According to my survey 80% of the respondents believe that Islamic Insurance sector has high
potential in Bangladesh. But this potential needs proper nourishment from both the organizations and regulatory
body. The government should take some major steps for the betterment of this sector. The government itself can
establish an Islamic Insurance organization to improve the faith of people in this sector. This will also encourage
people to get more aware of the products and scopes of Islamic Insurance sector. This will drastically improve
the condition of Islamic Insurance sector in Bangladesh. More regulatory framework should also be developed,
by the government, in favor of this sector.
CONCLUSION
In the field of the Islamic insurance, the impact of global acceptability may reflect in the day to day
enhancement in the field of financial industry of Bangladesh due to its enormous growth rapidly around the
globe. Helping industry in terms of development of more mature Islamic insurance products and better controls
and risk mechanisms is by having the appropriate education and knowledge of the field is un-discretionary
allows the career to progress eventually. The fact is that based on the level of knowledge and understanding of
Islamic finance that every individual holds is the foundation of Islamic insurances.

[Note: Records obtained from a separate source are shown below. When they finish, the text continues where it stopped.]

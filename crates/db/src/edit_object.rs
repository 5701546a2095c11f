// Copyright (C) 2025 Ryan Daum <ryan.daum@gmail.com> This program is free
// software: you can redistribute it and/or modify it under the terms of the GNU
// General Public License as published by the Free Software Foundation, version
// 3.
//
// This program is distributed in the hope that it will be useful, but WITHOUT
// ANY WARRANTY; without even the implied warranty of MERCHANTABILITY or FITNESS
// FOR A PARTICULAR PURPOSE. See the GNU General Public License for more details.
//
// You should have received a copy of the GNU General Public License along with
// this program. If not, see <https://www.gnu.org/licenses/>.
//

use crate::error::{CommitFailure, FieldRejection, RejectReason};
use crate::fields::{FieldValue, NameKey};
use crate::invid::{FieldId, Invid};
use crate::namespace::{DBNameSpace, FieldLocation};
use crate::object::{DBObject, EditHandle};
use crate::object_base::DBObjectBase;
use crate::schema::FieldDef;
use crate::store::DBStore;
use ahash::AHashSet;
use parking_lot::Mutex;
use std::collections::BTreeMap;
use std::sync::Arc;
use strum::Display;
use tracing::trace;

/// Where an edited object is headed at commit.
#[derive(Copy, Clone, Debug, Eq, PartialEq, Hash, Display)]
#[strum(serialize_all = "UPPERCASE")]
pub enum ObjectStatus {
    /// New in this transaction; inserted at commit.
    Creating,
    /// Checked out from committed state; replaces it at commit.
    Editing,
    /// Committed object marked for deletion; removed at commit.
    Deleting,
    /// Created and then deleted in this transaction; nothing happens at commit.
    Dropping,
}

/// Per-base customization of the commit protocol.
pub trait EditHooks: Send + Sync {
    /// Final validation before anything is written. An error aborts the whole transaction.
    fn commit_phase1(&self, object: &DBEditObject) -> Result<(), String> {
        let _ = object;
        Ok(())
    }

    /// Side effects once the transaction is durable. Cannot fail.
    fn commit_phase2(&self, object: &DBEditObject) {
        let _ = object;
    }
}

/// The objects a transaction is creating, shared with each of its edit objects so a link can
/// name a new object before it is committed.
pub(crate) type Creations = Arc<Mutex<AHashSet<Invid>>>;

/// A transaction's private, mutable copy of an object.
pub struct DBEditObject {
    store: Arc<DBStore>,
    base: Arc<DBObjectBase>,
    invid: Invid,
    handle: EditHandle,
    creations: Creations,
    status: ObjectStatus,
    original: Option<Arc<DBObject>>,
    fields: BTreeMap<FieldId, FieldValue>,
}

impl DBEditObject {
    pub(crate) fn creating(
        store: Arc<DBStore>,
        base: Arc<DBObjectBase>,
        invid: Invid,
        handle: EditHandle,
        creations: Creations,
    ) -> Self {
        Self {
            store,
            base,
            invid,
            handle,
            creations,
            status: ObjectStatus::Creating,
            original: None,
            fields: BTreeMap::new(),
        }
    }

    pub(crate) fn checked_out(
        store: Arc<DBStore>,
        base: Arc<DBObjectBase>,
        original: Arc<DBObject>,
        handle: EditHandle,
        creations: Creations,
        status: ObjectStatus,
    ) -> Self {
        Self {
            store,
            base,
            invid: original.invid(),
            handle,
            creations,
            status,
            fields: original.fields().clone(),
            original: Some(original),
        }
    }

    pub fn invid(&self) -> Invid {
        self.invid
    }

    pub fn status(&self) -> ObjectStatus {
        self.status
    }

    pub fn original(&self) -> Option<&Arc<DBObject>> {
        self.original.as_ref()
    }

    pub fn handle(&self) -> EditHandle {
        self.handle
    }

    pub fn base(&self) -> &Arc<DBObjectBase> {
        &self.base
    }

    pub fn field(&self, id: FieldId) -> Option<&FieldValue> {
        self.fields.get(&id)
    }

    pub fn fields(&self) -> &BTreeMap<FieldId, FieldValue> {
        &self.fields
    }

    pub(crate) fn set_status(&mut self, status: ObjectStatus) {
        self.status = status;
    }

    pub(crate) fn restore(&mut self, status: ObjectStatus, fields: BTreeMap<FieldId, FieldValue>) {
        self.status = status;
        self.fields = fields;
    }

    fn writable_def(&self, id: FieldId) -> Result<FieldDef, FieldRejection> {
        if matches!(self.status, ObjectStatus::Deleting | ObjectStatus::Dropping) {
            return Err(FieldRejection::new(id, RejectReason::ObjectDeleted));
        }
        self.base
            .def()
            .field(id)
            .cloned()
            .ok_or(FieldRejection::new(id, RejectReason::UnknownField))
    }

    /// Set field `id`, checking the value against the field definition, claiming it in the
    /// field's namespace, and delete-locking link targets of asymmetric fields.
    pub fn set_field(
        &mut self,
        id: FieldId,
        value: impl Into<FieldValue>,
    ) -> Result<(), FieldRejection> {
        let value = value.into();
        let def = self.writable_def(id)?;
        def.validate(&value)
            .map_err(|reason| FieldRejection::new(id, reason))?;

        let rebind = self.rebind_namespace(&def, Some(&value))?;
        if let Err(rejection) = self.lock_link_targets(&def, &value) {
            if let Some(rebind) = rebind {
                rebind.undo(self.handle, self.location(id));
            }
            return Err(rejection);
        }
        trace!(invid = %self.invid, field = id, value = %summarize(&value), "field set");
        self.fields.insert(id, value);
        Ok(())
    }

    /// Remove field `id`, releasing any namespace values it held.
    pub fn clear_field(&mut self, id: FieldId) -> Result<(), FieldRejection> {
        let def = self.writable_def(id)?;
        self.rebind_namespace(&def, None)?;
        self.fields.remove(&id);
        Ok(())
    }

    fn location(&self, id: FieldId) -> FieldLocation {
        FieldLocation::new(self.invid, id)
    }

    fn namespace_for(&self, def: &FieldDef) -> Option<Arc<DBNameSpace>> {
        def.namespace
            .as_deref()
            .and_then(|name| self.store.namespace(name))
    }

    /// Move this field's namespace claims from its current value to `next`.
    fn rebind_namespace(
        &self,
        def: &FieldDef,
        next: Option<&FieldValue>,
    ) -> Result<Option<Rebind>, FieldRejection> {
        let Some(namespace) = self.namespace_for(def) else {
            return Ok(None);
        };
        let ci = namespace.is_case_insensitive();
        let old = self
            .fields
            .get(&def.id)
            .map(|v| v.name_keys(ci))
            .unwrap_or_default();
        let new = next.map(|v| v.name_keys(ci)).unwrap_or_default();

        let conflict = |key: &NameKey| {
            FieldRejection::new(
                def.id,
                RejectReason::NamespaceConflict {
                    namespace: namespace.name().to_string(),
                    value: key.to_string(),
                },
            )
        };
        if let Some(dup) = new
            .iter()
            .enumerate()
            .find(|(i, k)| new[..*i].contains(k))
            .map(|(_, k)| k)
        {
            return Err(conflict(dup));
        }

        let mut rebind = Rebind {
            namespace: namespace.clone(),
            unmarked: vec![],
            marked: vec![],
        };
        let tx = self.handle.tx;
        for key in old.iter().filter(|k| !new.contains(k)) {
            if namespace.unmark(tx, key) {
                rebind.unmarked.push(key.clone());
            }
        }
        for key in new.iter().filter(|k| !old.contains(k)) {
            if !namespace.mark(tx, key, self.location(def.id)) {
                rebind.undo(self.handle, self.location(def.id));
                return Err(conflict(key));
            }
            rebind.marked.push(key.clone());
        }
        Ok(Some(rebind))
    }

    fn lock_link_targets(&self, def: &FieldDef, value: &FieldValue) -> Result<(), FieldRejection> {
        if !def.asymmetric {
            return Ok(());
        }
        let current: Vec<Invid> = self
            .fields
            .get(&def.id)
            .map(|v| v.values().iter().filter_map(|v| v.as_invid()).collect())
            .unwrap_or_default();
        for target in value.values().iter().filter_map(|v| v.as_invid()) {
            if current.contains(&target) {
                continue;
            }
            let reject = |reason| FieldRejection::new(def.id, reason);
            let Some(base) = self.store.base(target.type_id()) else {
                return Err(reject(RejectReason::NoSuchTarget(target)));
            };
            if base.get(target.num()).is_none() {
                // Not committed: acceptable only if this transaction is creating it.
                if !self.creations.lock().contains(&target) {
                    return Err(reject(RejectReason::NoSuchTarget(target)));
                }
                continue;
            }
            if !self
                .store
                .deletion_manager()
                .delete_lock_object(&base, target, self.handle.session)
            {
                return Err(reject(RejectReason::TargetBeingDeleted(target)));
            }
        }
        Ok(())
    }

    /// Release every namespace value this object's fields hold. Used when the object is
    /// deleted, so the values are free for reuse once the deletion commits.
    pub(crate) fn unmark_all(&self) {
        for def in self.base.def().fields() {
            let Some(namespace) = self.namespace_for(def) else {
                continue;
            };
            let Some(value) = self.fields.get(&def.id) else {
                continue;
            };
            for key in value.name_keys(namespace.is_case_insensitive()) {
                namespace.unmark(self.handle.tx, &key);
            }
        }
    }

    pub fn commit_phase1(&self) -> Result<(), CommitFailure> {
        if matches!(self.status, ObjectStatus::Creating | ObjectStatus::Editing) {
            if let Some(missing) = self
                .base
                .def()
                .fields()
                .find(|def| def.required && !self.fields.contains_key(&def.id))
            {
                return Err(CommitFailure::Rejected {
                    invid: self.invid,
                    rejection: FieldRejection::new(missing.id, RejectReason::Required),
                });
            }
        }
        if let Some(hooks) = self.base.hooks() {
            hooks
                .commit_phase1(self)
                .map_err(|reason| CommitFailure::Vetoed {
                    invid: self.invid,
                    reason,
                })?;
        }
        Ok(())
    }

    /// Check, under the commit's write lock, that every link this object holds lands on an
    /// object that will exist once the transaction commits. `pending` gives the status of
    /// objects this transaction touches.
    pub(crate) fn check_links(
        &self,
        pending: impl Fn(Invid) -> Option<ObjectStatus>,
    ) -> Result<(), CommitFailure> {
        if !matches!(self.status, ObjectStatus::Creating | ObjectStatus::Editing) {
            return Ok(());
        }
        for def in self.base.def().fields().filter(|def| def.asymmetric) {
            let Some(value) = self.fields.get(&def.id) else {
                continue;
            };
            for target in value.values().iter().filter_map(|v| v.as_invid()) {
                let reason = match pending(target) {
                    Some(ObjectStatus::Creating | ObjectStatus::Editing) => continue,
                    Some(ObjectStatus::Deleting) => RejectReason::TargetBeingDeleted(target),
                    Some(ObjectStatus::Dropping) => RejectReason::NoSuchTarget(target),
                    None if self.store.view_object(target).is_some() => continue,
                    None => RejectReason::NoSuchTarget(target),
                };
                return Err(CommitFailure::Rejected {
                    invid: self.invid,
                    rejection: FieldRejection::new(def.id, reason),
                });
            }
        }
        Ok(())
    }

    pub fn commit_phase2(&self) {
        if let Some(hooks) = self.base.hooks() {
            hooks.commit_phase2(self);
        }
    }

    /// The committed object this edit becomes.
    pub fn to_object(&self) -> DBObject {
        DBObject::new(self.invid, self.fields.clone())
    }

    /// Undo this object's checkout. Namespace claims are released separately, per transaction.
    pub(crate) fn release(&self) {
        let num = self.invid.num();
        match self.status {
            ObjectStatus::Editing => {
                self.base.clear_shadow(num, self.handle);
            }
            ObjectStatus::Deleting => {
                self.base.clear_deletion_mark(num, self.handle);
            }
            ObjectStatus::Creating | ObjectStatus::Dropping => self.base.release_id(num),
        }
    }
}

impl std::fmt::Debug for DBEditObject {
    fn fmt(&self, f: &mut std::fmt::Formatter<'_>) -> std::fmt::Result {
        f.debug_struct("DBEditObject")
            .field("invid", &self.invid)
            .field("status", &self.status)
            .field("handle", &self.handle)
            .field("fields", &self.fields)
            .finish()
    }
}

fn summarize(value: &FieldValue) -> String {
    match value {
        FieldValue::Scalar(v) => v.to_string(),
        FieldValue::Vector(vs) => format!("[{} values]", vs.len()),
    }
}

/// Namespace changes made by one `set_field`, kept so they can be reversed if a later check
/// rejects the value.
struct Rebind {
    namespace: Arc<DBNameSpace>,
    unmarked: Vec<NameKey>,
    marked: Vec<NameKey>,
}

impl Rebind {
    fn undo(&self, handle: EditHandle, location: FieldLocation) {
        for key in &self.marked {
            self.namespace.unmark(handle.tx, key);
        }
        for key in &self.unmarked {
            self.namespace.mark(handle.tx, key, location);
        }
    }
}
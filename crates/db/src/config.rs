// Copyright (C) 2025 Ryan Daum <ryan.daum@gmail.com> This program is free
// software: you can redistribute it and/or modify it under the terms of the GNU
// General Public License as published by the Free Software Foundation, version
// 3.
//
// This program is distributed in the hope that it will be useful, but WITHOUT
// ANY WARRANTY; without even the implied warranty of MERCHANTABILITY or FITNESS
// FOR A PARTICULAR PURPOSE. See the GNU General Public License for more details.
//
// You should have received a copy of the GNU General Public License along with
// this program. If not, see <https://www.gnu.org/licenses/>.
//

use crate::locks::DEFAULT_POLL_INTERVAL;
use serde::{Deserialize, Serialize};
use std::time::Duration;

#[derive(Clone, Debug, Serialize, Deserialize)]
#[serde(default)]
pub struct DatabaseConfig {
    /// Sync the journal to disk after every finalized transaction. Without this a crash can
    /// lose recently committed transactions, though never corrupt the store.
    pub journal_fsync: bool,
    /// Keep the previous snapshot as `<path>.bak` when dumping.
    pub keep_backup: bool,
    /// How often blocked lock requests wake up to re-check for aborts, even if nothing has
    /// signalled them.
    pub lock_poll_interval: Duration,
}

impl Default for DatabaseConfig {
    fn default() -> Self {
        Self {
            journal_fsync: true,
            keep_backup: true,
            lock_poll_interval: DEFAULT_POLL_INTERVAL,
        }
    }
}
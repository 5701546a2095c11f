// Copyright (C) 2025 Ryan Daum <ryan.daum@gmail.com> This program is free
// software: you can redistribute it and/or modify it under the terms of the GNU
// General Public License as published by the Free Software Foundation, version
// 3.
//
// This program is distributed in the hope that it will be useful, but WITHOUT
// ANY WARRANTY; without even the implied warranty of MERCHANTABILITY or FITNESS
// FOR A PARTICULAR PURPOSE. See the GNU General Public License for more details.
//
// You should have received a copy of the GNU General Public License along with
// this program. If not, see <https://www.gnu.org/licenses/>.
//

//! Big-endian, length-prefixed primitives shared by the snapshot and journal formats.

use std::io::{self, Read, Write};

#[derive(Debug, thiserror::Error)]
pub enum EncodingError {
    #[error("Could not encode: {0}")]
    CouldNotEncode(String),
    #[error("String too long for u16 length prefix: {0} bytes")]
    StringTooLong(usize),
    #[error("I/O error while encoding: {0}")]
    Io(#[from] io::Error),
}

#[derive(Debug, thiserror::Error)]
pub enum DecodingError {
    #[error("Could not decode: {0}")]
    CouldNotDecode(String),
    #[error("Invalid field type code: {0}")]
    InvalidFieldType(i16),
    #[error("Invalid UTF-8 in string record")]
    InvalidUtf8,
    #[error("Invalid IP address length: {0}")]
    InvalidIpLength(u8),
    #[error("Negative count in length-prefixed collection: {0}")]
    NegativeCount(i32),
    #[error("I/O error while decoding: {0}")]
    Io(#[from] io::Error),
}

/// Writer side of the binary format. Every multi-byte value is big-endian; strings are a `u16`
/// byte length followed by UTF-8.
pub trait BinaryWrite: Write {
    fn write_u8(&mut self, v: u8) -> Result<(), EncodingError> {
        self.write_all(&[v])?;
        Ok(())
    }

    fn write_bool(&mut self, v: bool) -> Result<(), EncodingError> {
        self.write_u8(u8::from(v))
    }

    fn write_i16(&mut self, v: i16) -> Result<(), EncodingError> {
        self.write_all(&v.to_be_bytes())?;
        Ok(())
    }

    fn write_u16(&mut self, v: u16) -> Result<(), EncodingError> {
        self.write_all(&v.to_be_bytes())?;
        Ok(())
    }

    fn write_i32(&mut self, v: i32) -> Result<(), EncodingError> {
        self.write_all(&v.to_be_bytes())?;
        Ok(())
    }

    fn write_i64(&mut self, v: i64) -> Result<(), EncodingError> {
        self.write_all(&v.to_be_bytes())?;
        Ok(())
    }

    fn write_f64(&mut self, v: f64) -> Result<(), EncodingError> {
        self.write_all(&v.to_bits().to_be_bytes())?;
        Ok(())
    }

    fn write_utf(&mut self, s: &str) -> Result<(), EncodingError> {
        let len = u16::try_from(s.len()).map_err(|_| EncodingError::StringTooLong(s.len()))?;
        self.write_u16(len)?;
        self.write_all(s.as_bytes())?;
        Ok(())
    }

    /// Write a collection count as a `u16`, failing rather than truncating.
    fn write_count16(&mut self, count: usize) -> Result<(), EncodingError> {
        let count = u16::try_from(count).map_err(|_| {
            EncodingError::CouldNotEncode(format!("count {count} does not fit in u16"))
        })?;
        self.write_u16(count)
    }

    fn write_count32(&mut self, count: usize) -> Result<(), EncodingError> {
        let count = i32::try_from(count).map_err(|_| {
            EncodingError::CouldNotEncode(format!("count {count} does not fit in i32"))
        })?;
        self.write_i32(count)
    }
}

impl<W: Write + ?Sized> BinaryWrite for W {}

pub trait BinaryRead: Read {
    fn read_u8(&mut self) -> Result<u8, DecodingError> {
        let mut buf = [0u8; 1];
        self.read_exact(&mut buf)?;
        Ok(buf[0])
    }

    fn read_bool(&mut self) -> Result<bool, DecodingError> {
        Ok(self.read_u8()? != 0)
    }

    fn read_i16(&mut self) -> Result<i16, DecodingError> {
        let mut buf = [0u8; 2];
        self.read_exact(&mut buf)?;
        Ok(i16::from_be_bytes(buf))
    }

    fn read_u16(&mut self) -> Result<u16, DecodingError> {
        let mut buf = [0u8; 2];
        self.read_exact(&mut buf)?;
        Ok(u16::from_be_bytes(buf))
    }

    fn read_i32(&mut self) -> Result<i32, DecodingError> {
        let mut buf = [0u8; 4];
        self.read_exact(&mut buf)?;
        Ok(i32::from_be_bytes(buf))
    }

    fn read_i64(&mut self) -> Result<i64, DecodingError> {
        let mut buf = [0u8; 8];
        self.read_exact(&mut buf)?;
        Ok(i64::from_be_bytes(buf))
    }

    fn read_f64(&mut self) -> Result<f64, DecodingError> {
        let mut buf = [0u8; 8];
        self.read_exact(&mut buf)?;
        Ok(f64::from_bits(u64::from_be_bytes(buf)))
    }

    fn read_utf(&mut self) -> Result<String, DecodingError> {
        let len = self.read_u16()? as usize;
        let mut buf = vec![0u8; len];
        self.read_exact(&mut buf)?;
        String::from_utf8(buf).map_err(|_| DecodingError::InvalidUtf8)
    }

    fn read_count32(&mut self) -> Result<usize, DecodingError> {
        let count = self.read_i32()?;
        usize::try_from(count).map_err(|_| DecodingError::NegativeCount(count))
    }
}

impl<R: Read + ?Sized> BinaryRead for R {}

The growth rate of Islamic Banking and Finance itself have not augmented with the demands for
learning centres, education providers and training module which creates the gap of practical and theoretical
aspects of Islamic insurance. The level of Sharia compliance will be questioned and resultants can be
significantly drastic if no solutions found. The Islamic insurance industries have to take initiative to launch a
professional Certification of Islamic insurance with the support of skilled working people and with the market
needs. In Bangladesh, there's is no such institutions/universities which offer professional certificate courses in
insurance that enable seeker to be recognized. More challenging approach and experience of external club that
lead towards in acquiring divergent viewpoint is significant to increase the knowledge base through external
courses for professional growth.
In Islamic insurance and finance, we must explore the opportunities which are detrimental to the
economy and to be able to safeguard the future of our children from an unfavourable interest based system. To
motivate current market players and to attract prospective investors, the government needs to develop a sound
regulatory and legal framework for the Islamic financial industry in which a dedicated research and steps are
required to all stakeholders. To increase the growth of this sector in Bangladesh all stakeholders should play a
role to develop an economic system truly reflective of the true sacred principles.